Desde niño me gustaban los chocolates. Recuerdo haber comprado con mis ahorros varias cajas que almacenaba en el armario. No los compartía, sólo a mi perro. Es extraño, pero mi carácter ácido no coincidía con la dulzura que se derramaba a través de mi garganta y que caía lentamente hasta terminar en mi estómago y después en la taza del escusado. Mi cuerpo siempre me dio problemas; que si era muy flaco para ciertos deportes, que si me iban a trozar un hueso en algún partido, que si la ropa no me quedaba y mi madre tenía que coserla en la máquina para hacerla a mi medida, que si vitaminas para el niño porque está anémico, que si espinacas en todas sus variantes, que si la emulsión de Scott…
Somos reconocidos por nuestro cuerpo, de ahí las variadas clasificaciones en torno a él. Ahí tienen el cuerpo de rumbera, el de bailarina, el de nadadora, el de lazo con nudo, el de pelota, el de escoba, el de futbolista, el de garrocha, el de perro galgo parado, el de luchador. A mí, por ejemplo, me tocó tener cuerpo de poste de luz cuando era niño y adolescente.

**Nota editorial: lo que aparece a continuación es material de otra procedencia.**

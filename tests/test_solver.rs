//! Acceptance tests for the bargaining solver and scenario evaluator.
//!
//! Each test pins a property of the game itself (equal split under Nash,
//! corner capture under a one-sided objective, equalized gains under
//! Kalai-Smorodinsky, expectation boundaries in p) rather than an
//! implementation detail, so a correct solver rewrite keeps them green.

use bargain::config::SolverConfig;
use bargain::disagreement::DisagreementPolicy;
use bargain::evaluator::{Metric, ScenarioConfig, ScenarioEvaluator, SuccessWelfare};
use bargain::grid::{scan, GridConfig};
use bargain::solver::{find_bargaining_solution, maximize_profile};
use bargain::types::{ActionProfile, DisagreementPayoffs};
use bargain::utility::{utility_aligned, utility_unaligned};
use bargain::welfare::Welfare;

/// True if nudging one coordinate of `q` by 0.01 makes one party strictly
/// better off without making the other worse off. Nudges that leave the
/// unit square are not tried.
fn has_profitable_single_shift(m: f64, q: ActionProfile, pool: f64) -> bool {
    let base_a = utility_aligned(m, q, pool);
    let base_u = utility_unaligned(m, q, pool);
    let probes = [
        ActionProfile::new(q.aligned + 0.01, q.unaligned),
        ActionProfile::new(q.aligned - 0.01, q.unaligned),
        ActionProfile::new(q.aligned, q.unaligned + 0.01),
        ActionProfile::new(q.aligned, q.unaligned - 0.01),
    ];
    probes.into_iter().filter(|p| p.in_unit_square()).any(|p| {
        let ua = utility_aligned(m, p, pool);
        let uu = utility_unaligned(m, p, pool);
        (ua > base_a && uu >= base_u) || (uu > base_u && ua >= base_a)
    })
}

#[test]
fn nash_with_zero_disagreement_splits_the_pool_evenly() {
    let cfg = SolverConfig::default();
    for &m in &[0.05, 0.2, 0.5, 0.8, 0.95] {
        let sol = find_bargaining_solution(m, Welfare::Nash, DisagreementPayoffs::ZERO, &cfg)
            .unwrap();
        assert!(sol.converged, "m = {} did not converge", m);
        assert!(
            (sol.profile.aligned - 0.5).abs() < 1e-3,
            "m = {}: aligned keeps {}",
            m,
            sol.profile.aligned
        );
        assert!(
            (sol.profile.unaligned - 0.5).abs() < 1e-3,
            "m = {}: unaligned keeps {}",
            m,
            sol.profile.unaligned
        );
    }
}

#[test]
fn maximizing_one_party_alone_hands_it_everything() {
    let cfg = SolverConfig::default();
    let pool = cfg.resource_pool;
    let sol = maximize_profile(|q| utility_aligned(0.3, q, pool), &cfg);
    assert!(sol.converged);
    assert!((sol.profile.aligned - 1.0).abs() < 1e-3);
    assert!((sol.profile.unaligned - 1.0).abs() < 1e-3);
    assert!((sol.welfare - 22.0).abs() < 1e-6);
}

#[test]
fn ks_equalizes_gains_and_lands_near_the_pareto_frontier() {
    let cfg = SolverConfig::default();
    let pool = cfg.resource_pool;
    let m = 0.51;
    let sol = find_bargaining_solution(
        m,
        Welfare::KalaiSmorodinsky,
        DisagreementPayoffs::ZERO,
        &cfg,
    )
    .unwrap();
    let ua = utility_aligned(m, sol.profile, pool);
    let uu = utility_unaligned(m, sol.profile, pool);
    // Zero disagreement and a near-symmetric weight: the equal-gain line is
    // u_A = u_U and the penalty term holds the solution close to it.
    assert!(
        (ua - uu).abs() < 1e-2,
        "gains split unevenly: aligned {} vs unaligned {}",
        ua,
        uu
    );
    assert!(
        !has_profitable_single_shift(m, sol.profile, pool),
        "a 0.01 nudge of {:?} left one party better off for free",
        sol.profile
    );
}

#[test]
fn expected_utility_rises_with_success_probability() {
    let evaluator = ScenarioEvaluator::new(ScenarioConfig {
        policy: DisagreementPolicy::Unilateral,
        ..ScenarioConfig::default()
    });
    let m = 0.3;
    let mut last = f64::NEG_INFINITY;
    for &p in &[0.1, 0.3, 0.5, 0.7, 0.9] {
        let e = evaluator.expected_utility_aligned(m, p).unwrap();
        assert!(e.converged);
        assert!(
            e.value > last,
            "expected utility fell from {} to {} at p = {}",
            last,
            e.value,
            p
        );
        last = e.value;
    }
}

#[test]
fn expected_utility_pins_to_the_disagreement_point_as_p_vanishes() {
    let evaluator = ScenarioEvaluator::new(ScenarioConfig {
        policy: DisagreementPolicy::Zero,
        ..ScenarioConfig::default()
    });
    // Zero policy: E = p * u_deal, so E -> 0 as p -> 0 and E -> u_deal
    // (the equal split of the pool) as p -> 1.
    let low = evaluator.expected_utility_aligned(0.5, 1e-9).unwrap();
    assert!(low.value.abs() < 1e-6, "E at p = 1e-9 was {}", low.value);
    let high = evaluator.expected_utility_aligned(0.5, 1.0 - 1e-9).unwrap();
    let equal_split = 22.0 + 0.5f64.log10();
    assert!(
        (high.value - equal_split).abs() < 1e-3,
        "E at p ~ 1 was {}, expected about {}",
        high.value,
        equal_split
    );
}

#[test]
fn sensitivity_metrics_agree_at_an_interior_point() {
    let evaluator = ScenarioEvaluator::new(ScenarioConfig {
        policy: DisagreementPolicy::Unilateral,
        ..ScenarioConfig::default()
    });
    let (m, p) = (0.3, 0.5);
    let dm = evaluator.delta_m(m, p).unwrap();
    let dp = evaluator.delta_p(m, p).unwrap();
    let ratio = evaluator.shift_ratio(m, p).unwrap();
    let max = evaluator.max_shift(m, p).unwrap();
    // The deal beats the fallback here, so more success probability always
    // helps the aligned party.
    assert!(dp.value > 0.0, "delta_p was {}", dp.value);
    assert!(ratio.value.is_finite());
    assert_eq!(max.value, dm.value.max(dp.value));
    assert_eq!(
        evaluator.evaluate(Metric::MaxShift, m, p).unwrap().value,
        max.value
    );
}

#[test]
fn scans_are_reproducible_across_runs() {
    let evaluator = ScenarioEvaluator::new(ScenarioConfig {
        welfare: Welfare::Nash,
        policy: DisagreementPolicy::Zero,
        success_welfare: SuccessWelfare::Configured,
        ..ScenarioConfig::default()
    });
    let grid = GridConfig {
        resolution: 4,
        ..GridConfig::default()
    };
    let a = scan(&evaluator, Metric::ExpectedUtility, &grid).unwrap();
    let b = scan(&evaluator, Metric::ExpectedUtility, &grid).unwrap();
    assert_eq!(a.values, b.values);
    assert_eq!(a.unconverged, b.unconverged);
    assert_eq!(a.undefined, b.undefined);
    for row in &a.values {
        for v in row {
            assert!(v.is_finite());
        }
    }
}
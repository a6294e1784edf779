//! Disagreement payoffs: what each party walks away with when bargaining
//! breaks down.
//!
//! All three policies price the breakdown off the unilateral reference
//! profile `(1, 0)`: each party spends everything on its own good and
//! nothing on the opponent's.

use serde::Serialize;

use crate::types::{ActionProfile, DisagreementPayoffs};
use crate::utility::{utility_aligned, utility_unaligned};

/// Both parties all-in on their own good.
const UNILATERAL: ActionProfile = ActionProfile::new(1.0, 0.0);

/// How breakdown payoffs are derived from the bargaining weight.
#[derive(Debug, Clone, Copy, PartialEq, Eq, Serialize)]
#[serde(rename_all = "snake_case")]
pub enum DisagreementPolicy {
    /// Each party keeps the utility of the unilateral profile: with pool
    /// `10^L` this is `d_A = L*m`, `d_U = L*(1-m)`.
    Unilateral,
    /// Breakdown is worth nothing to either party.
    Zero,
    /// The unilateral payoffs swapped and negated: each party loses what
    /// the opponent would have kept. `d_A = -L*(1-m)`, `d_U = -L*m`.
    MirroredLoss,
}

impl DisagreementPolicy {
    /// Breakdown payoffs for bargaining weight `m`.
    pub fn payoffs(&self, m: f64, pool: f64) -> DisagreementPayoffs {
        let keep_a = utility_aligned(m, UNILATERAL, pool);
        let keep_u = utility_unaligned(m, UNILATERAL, pool);
        match self {
            DisagreementPolicy::Unilateral => DisagreementPayoffs::new(keep_a, keep_u),
            DisagreementPolicy::Zero => DisagreementPayoffs::ZERO,
            DisagreementPolicy::MirroredLoss => DisagreementPayoffs::new(-keep_u, -keep_a),
        }
    }
}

El cuerpo es el primer detalle que sale a la luz. Cuando nacemos lo primero que se ve es si estamos flacos o gordos, morenos o güeritos, hinchados o chapeados, peludos o lampiños, con cara de alien o de ángel. Así, de estar sumidos en las aguas cálidas de las entrañas maternas, entramos al comienzo de la decadencia. A partir de ese momento el cuerpo permanece pegado a nosotros, lo cargamos día y noche, lo sentimos cuando está cansado, con energía o maltrecho, se expresa cagando, suda cuando tiene calor, habla a pedos e incluso expulsa sangre. El cuerpo es un abismo que deja rastros entre los pañales, en las almohadas, en el asiento de algún vagón del metro, en los respaldos, en los zapatos. Incluso al morir el cuerpo deja marcas que con trabajos se pueden borrar. Cuando murió mi madre dejó su silueta en la cama; mi padre no quería cambiar las sábanas porque tenía la esperanza de conservarla. Varias veces lo vi llorar sobre la almohada de mi madre y oler su ropa durante varios meses, hasta que finalmente el aroma y su silueta se borraron. Fue entonces cuando decidió que ya era tiempo de olvidar y buscarse a otra mujer.
Pero volvamos a lo mío. Mi infancia fue entre dietas de engorda, apodos y atracones de chocolates, lo único que realmente disfrutaba. Comer chocolates era para mí un ritual. A veces lo hacía frente a la ventana de mi recámara, abría el papelito plateado con el que estaba envuelto y comenzaba una seducción entre el olor del cacao, mi lengua y mi paladar. Sentía cómo se iba derritiendo. Los dientes me quedaban de color café, era cuando mi madre se daba cuenta de que me había hartado de chocolates y le contaba a mi papá. Entonces venían los sermones y los regaños, luego se les pasaba porque sabían que nunca engordaría y que mis huesos y carnes lo iban a agradecer. Pero se equivocaron: mi metabolismo cambió y de ser un muchachito enclenque me convertí en un señor pachoncito, como si a una serpiente se le hubiera quedado atorada una pelota. Mi cuerpo había adquirido otra dimensión, un lugar en el espacio en el que era visible a unos cuantos metros. Nada que ver con aquel cuerpo del pasado que me permitía esconderme tras el pupitre del salón de clases, los postes o los árboles. Éste, mi cuerpo presente, comenzó a darme cierta repulsión. Ver los botones de las camisas a punto de reventarse me irritaba y también comprobar que, cuando comía chocolates, mi estómago emitía unos ruidos que a veces despertaban a mi mujer en las madrugadas.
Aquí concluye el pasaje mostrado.